Per quanto attiene ai conti postali, l’ultimo rapporto mostra come anche in questo segmento siano aumentate sia le commissioni unitarie che l’operatività. In particolare, la spesa media di gestione è passata da 67,3 a 71,6 euro in un anno. Questo dato riflette l’attrattività dei conti digitali rispetto a quelli postali, specie tra i più giovani e le famiglie che cercano strumenti di pagamento smart, ma evidenzia anche come la maggiore offerta di servizi e l’incremento delle transazioni vadano di pari passo con un aumento delle uscite per i consumatori.
Ecco una sintesi delle cifre più recenti:
| Tipologia di conto | Spesa media gestione 2024 (euro) |
| Conti correnti tradizionali | 101,1 |
| Conti correnti online | 30,6 |
| Conti correnti postali | 71,6 |
Nel complesso, la spesa media ponderata delle tre tipologie si attesta su 85,3 euro, un valore in leggero calo rispetto al 2023 grazie all’aumento delle sottoscrizioni digitali che riequilibrano la crescita delle spese individuali.
Le spese di gestione nel tempo: analisi dell’aumento decennale
L’osservazione dell’ultimo decennio mostra una crescita del 23% nelle spese per la gestione dei conti correnti, in linea con i dati forniti da associazioni di riferimento come Codacons. Nel 2014 la spesa annua di gestione si aggirava intorno a 82,2 euro, mentre nel 2024 ha superato quota 100 euro per i conti bancari classici.
L’analisi delle componenti di costo rivela dinamiche differenziate:
- Le spese fisse, come canoni e tenuta conto, sono aumentate del 17,6%, passando da 55,6 a 65,4 euro.
- Le spese variabili (principalmente commissioni su operazioni ordinarie come bonifici, prelievi ATM e pagamenti), sono cresciute del 34,2%, da 26,6 a 35,7 euro.

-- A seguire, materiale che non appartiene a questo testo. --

//! Background worker that owns the [`UserModel`].
//!
//! Commands queue on a channel and run one at a time, so there is never
//! more than one backend request in flight. Model changes reach the UI
//! through the model's own subscription; page completions and failures
//! come back as [`WorkerReply`]s.
use std::sync::Arc;
use std::sync::atomic::{AtomicBool, Ordering};
use std::sync::mpsc::{Receiver, Sender, channel};
use std::thread::JoinHandle;

use super::view::{PageOutcome, Ticket, UserGateway};
use crate::model::{ModelEvent, UserModel};
use crate::search::PhoneFilter;

#[derive(Debug)]
enum Command {
    GetRoles,
    NextPage {
        ticket: Ticket,
        filter: Option<PhoneFilter>,
    },
    Clear,
    AddRole { user_id: String, role_id: String },
    RemoveRole { user_id: String, role_id: String },
}

#[derive(Clone, Debug, PartialEq, Eq)]
pub enum WorkerReply {
    PageSettled {
        ticket: Ticket,
        outcome: PageOutcome,
    },
    /// A fire-and-forget operation (roles, role toggles) failed.
    Failed { op: &'static str, message: String },
}

pub struct Worker {
    tx: Option<Sender<Command>>,
    handle: Option<JoinHandle<()>>,
    /// Set on drop; commands still queued at that point are skipped.
    stopping: Arc<AtomicBool>,
}

/// Everything the event loop needs to talk to the worker.
pub struct WorkerLink {
    pub worker: Worker,
    pub replies: Receiver<WorkerReply>,
    pub events: Receiver<ModelEvent>,
}

/// Subscribe to `model` and move it onto a worker thread.
pub fn start(mut model: UserModel) -> WorkerLink {
    let events = model.subscribe();
    let (worker, replies) = Worker::spawn(model);
    WorkerLink { worker, replies, events }
}

impl Worker {
    pub fn spawn(mut model: UserModel) -> (Self, Receiver<WorkerReply>) {
        let (tx, rx) = channel::<Command>();
        let (reply_tx, reply_rx) = channel();
        let stopping = Arc::new(AtomicBool::new(false));
        let stop = Arc::clone(&stopping);
        let handle = std::thread::Builder::new()
            .name("user-admin-worker".into())
            .spawn(move || {
                for cmd in rx {
                    if stop.load(Ordering::Acquire) {
                        tracing::debug!("shutting down; skipping queued commands");
                        break;
                    }
                    tracing::debug!(?cmd, "worker command");
                    if let Some(reply) = execute(&mut model, cmd)
                        && reply_tx.send(reply).is_err()
                    {
                        break;
                    }
                }
                tracing::debug!("worker stopped");
            });
        let handle = match handle {
            Ok(h) => Some(h),
            Err(e) => {
                tracing::error!(error = %e, "failed to spawn worker thread");
                None
            }
        };
        let worker = Self {
            tx: Some(tx),
            handle,
            stopping,
        };
        (worker, reply_rx)
    }

    fn submit(&self, cmd: Command) {
        let sent = self.tx.as_ref().is_some_and(|tx| tx.send(cmd).is_ok());
        if !sent {
            tracing::warn!("worker is gone; command dropped");
        }
    }
}

fn execute(model: &mut UserModel, cmd: Command) -> Option<WorkerReply> {
    match cmd {
        Command::GetRoles => model.get_roles().err().map(|e| failed("load roles", e)),
        Command::NextPage { ticket, filter } => {
            let outcome = match model.get_next_page(filter.as_ref()) {
                Ok(Some(page)) => PageOutcome::Loaded(page.len()),
                Ok(None) => PageOutcome::Empty,
                Err(e) => PageOutcome::Failed(e.to_string()),
            };
            tracing::debug!(?ticket, total = model.list().len(), "page request settled");
            Some(WorkerReply::PageSettled { ticket, outcome })
        }
        Command::Clear => {
            model.clear();
            None
        }
        Command::AddRole { user_id, role_id } => model
            .add_role(&user_id, &role_id)
            .err()
            .map(|e| failed("add role", e)),
        Command::RemoveRole { user_id, role_id } => model
            .remove_role(&user_id, &role_id)
            .err()
            .map(|e| failed("remove role", e)),
    }
}

fn failed(op: &'static str, err: crate::error::DynError) -> WorkerReply {
    WorkerReply::Failed {
        op,
        message: err.to_string(),
    }
}

impl UserGateway for Worker {
    fn get_roles(&self) {
        self.submit(Command::GetRoles);
    }

    fn get_next_page(&self, ticket: Ticket, filter: Option<PhoneFilter>) {
        self.submit(Command::NextPage { ticket, filter });
    }

    fn clear(&self) {
        self.submit(Command::Clear);
    }

    fn add_role(&self, user_id: &str, role_id: &str) {
        self.submit(Command::AddRole {
            user_id: user_id.into(),
            role_id: role_id.into(),
        });
    }

    fn remove_role(&self, user_id: &str, role_id: &str) {
        self.submit(Command::RemoveRole {
            user_id: user_id.into(),
            role_id: role_id.into(),
        });
    }
}

impl Drop for Worker {
    fn drop(&mut self) {
        // A command already running finishes; nothing queued behind it starts.
        self.stopping.store(true, Ordering::Release);
        self.tx.take();
        if let Some(handle) = self.handle.take() {
            let _ = handle.join();
        }
    }
}

#[cfg(test)]
mod tests {
    use super::*;
    use crate::service::memory::MemoryService;
    use crate::service::{RoleRecord, UserRecord};
    use chrono::{TimeZone, Utc};
    use std::collections::BTreeSet;
    use std::time::Duration;

    fn mk_model() -> UserModel {
        let users = (1..=3)
            .map(|d| UserRecord {
                id: format!("u{d}"),
                mobile_phone_number: format!("1390000000{d}"),
                created_at: Utc.with_ymd_and_hms(2023, 1, d, 0, 0, 0).unwrap(),
                roles: BTreeSet::new(),
            })
            .collect();
        let roles = vec![RoleRecord {
            id: "r1".into(),
            name: "Admin".into(),
        }];
        UserModel::new(Box::new(MemoryService::new(roles, users)), 2)
    }

    fn settled(ticket: u64, outcome: PageOutcome) -> WorkerReply {
        WorkerReply::PageSettled {
            ticket: Ticket(ticket),
            outcome,
        }
    }

    fn recv(rx: &Receiver<WorkerReply>) -> WorkerReply {
        rx.recv_timeout(Duration::from_secs(5)).expect("worker reply")
    }

    #[test]
    fn pages_settle_in_order() {
        let link = start(mk_model());
        link.worker.get_next_page(Ticket(1), None);
        link.worker.get_next_page(Ticket(2), None);
        link.worker.get_next_page(Ticket(3), None);
        assert_eq!(recv(&link.replies), settled(1, PageOutcome::Loaded(2)));
        assert_eq!(recv(&link.replies), settled(2, PageOutcome::Loaded(1)));
        assert_eq!(recv(&link.replies), settled(3, PageOutcome::Empty));
    }

    #[test]
    fn role_failure_is_reported() {
        let link = start(mk_model());
        link.worker.add_role("u1", "missing");
        match recv(&link.replies) {
            WorkerReply::Failed { op, message } => {
                assert_eq!(op, "add role");
                assert!(message.contains("missing"));
            }
            other => panic!("unexpected {other:?}"),
        }
    }

    #[test]
    fn model_events_reach_subscriber() {
        let link = start(mk_model());
        link.worker.get_roles();
        link.worker.get_next_page(Ticket(1), None);
        recv(&link.replies);
        let first = link.events.recv_timeout(Duration::from_secs(5)).unwrap();
        assert!(matches!(first, ModelEvent::RolesChanged(ref r) if r.len() == 1));
        let second = link.events.recv_timeout(Duration::from_secs(5)).unwrap();
        assert!(matches!(second, ModelEvent::ListChanged(ref l) if l.len() == 2));
    }

    struct SlowService {
        pages: Arc<std::sync::atomic::AtomicUsize>,
    }

    impl crate::service::UserService for SlowService {
        fn list_roles(&self) -> crate::service::ServiceResult<Vec<RoleRecord>> {
            Ok(Vec::new())
        }

        fn list_users(
            &self,
            _filter: Option<&PhoneFilter>,
            _skip: usize,
            _limit: usize,
        ) -> crate::service::ServiceResult<crate::service::Page> {
            self.pages.fetch_add(1, Ordering::SeqCst);
            std::thread::sleep(Duration::from_millis(100));
            Ok(Vec::new())
        }

        fn add_role(
            &mut self,
            user_id: &str,
            _: &str,
        ) -> crate::service::ServiceResult<UserRecord> {
            Err(crate::error::ServiceError::NotFound {
                kind: "user",
                id: user_id.to_string(),
            })
        }

        fn remove_role(
            &mut self,
            user_id: &str,
            _: &str,
        ) -> crate::service::ServiceResult<UserRecord> {
            Err(crate::error::ServiceError::NotFound {
                kind: "user",
                id: user_id.to_string(),
            })
        }
    }

    #[test]
    fn drop_skips_queued_commands() {
        let pages = Arc::new(std::sync::atomic::AtomicUsize::new(0));
        let service = SlowService {
            pages: Arc::clone(&pages),
        };
        let link = start(UserModel::new(Box::new(service), 2));
        for n in 1..=5 {
            link.worker.get_next_page(Ticket(n), None);
        }
        drop(link);
        assert!(pages.load(Ordering::SeqCst) < 5);
    }
}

Tale incremento, oltre che al maggiore utilizzo dei servizi digitali, è avvenuto a causa dell’aumento dei costi applicati sui prelievi ATM e l’adozione di strumenti di pagamento innovativi, ormai parte delle abitudini di milioni di italiani. Risulta evidente che l’attuale configurazione delle spese bancarie abbia subito l’influenza di una progressiva digitalizzazione e di una più ampia offerta di soluzioni per la clientela.